Responding to the suggestion the company’s customer services had asked him if he needed help, you told us from Doha, were you currently are for work: ‘I’m pretty sure that if they had offered me a payment freeze, I would have taken it up.
‘She probably said, “are you ok,” I said, “I should be” and as nothing else was forthcoming I left it at that.’
Doha, in Qatar, where Mr Ahmad is currently working
This situation meant that by the time you did take two payment holidays on your PayPal Credit account, first in May and then again in August, the company had reported two missed payments on your credit file.

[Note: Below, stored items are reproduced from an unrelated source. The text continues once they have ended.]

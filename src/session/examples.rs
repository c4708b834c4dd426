//! Example questions offered after connecting
//!
//! Each table contributes four templated questions to a pool; a handful are
//! drawn from the pool at random each time a session connects.

use rand::seq::SliceRandom;
use rand::Rng;

/// How many example questions are shown at once
pub const EXAMPLE_COUNT: usize = 5;

const TEMPLATES: [&str; 4] = [
    "Show all records from {table}",
    "How many rows are in {table}?",
    "List first 5 entries from {table}",
    "What are the column names in {table}?",
];

/// Every templated question for `tables`, grouped by table in input order
pub fn question_pool(tables: &[String]) -> Vec<String> {
    tables
        .iter()
        .flat_map(|table| TEMPLATES.iter().map(move |template| template.replace("{table}", table)))
        .collect()
}

/// Uniform sample of up to [`EXAMPLE_COUNT`] distinct questions
///
/// A pool smaller than the sample size is returned whole, in shuffled order.
pub fn sample_questions<R: Rng + ?Sized>(mut pool: Vec<String>, rng: &mut R) -> Vec<String> {
    let (picked, _) = pool.partial_shuffle(rng, EXAMPLE_COUNT);
    picked.to_vec()
}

Having been unable to get anywhere with either PayPal or TransUnion, which PayPal said you needed to contact to get the markers removed, which according to FCA rules is incorrect, you wrote to us in March.
We had previously fixed a payment holiday mix-up involving a Nationwide mortgage borrower in December.
As a result, we put your claims to PayPal. In response, a spokesperson said: ‘Mr Ahmad’s first missed payment, according to our records, was on 7 March.
We have no record of him reporting any issues with repayments until 7 April, by which time he was two months late with payment due from his February and March 2020 statements
‘We have no record of him reporting any issues with repayments until 7 April, by which time he was two months late with payment due from his February and March 2020 statements.
‘We have an obligation as a responsible lender to report a customer’s repayment record accurately to the credit broking agencies.
‘In this case, Mr Ahmad missed two payments on 7 March and 5 April. We believe this to be accurate and accordingly had an obligation to report this performance.
‘Had Mr Ahmad contacted us to let us know he was experiencing financial difficulty; we would have been able to assist and could have offered him an alternative solution.
‘We do have record of Mr Ahmad asking for a payment holiday in May and again in August, both of which we agreed to and provided to him promptly.
‘However, we have no evidence of any operational delay or similar event which led to his missed payments and which would mean our reporting needs correction.
‘Please note, PayPal does provide positive credit ratings to the agencies as well when payments are made on time, which can build a customer’s credit rating.’
After this decision, you have told us you plan to take your case to the Financial Ombudsman Service.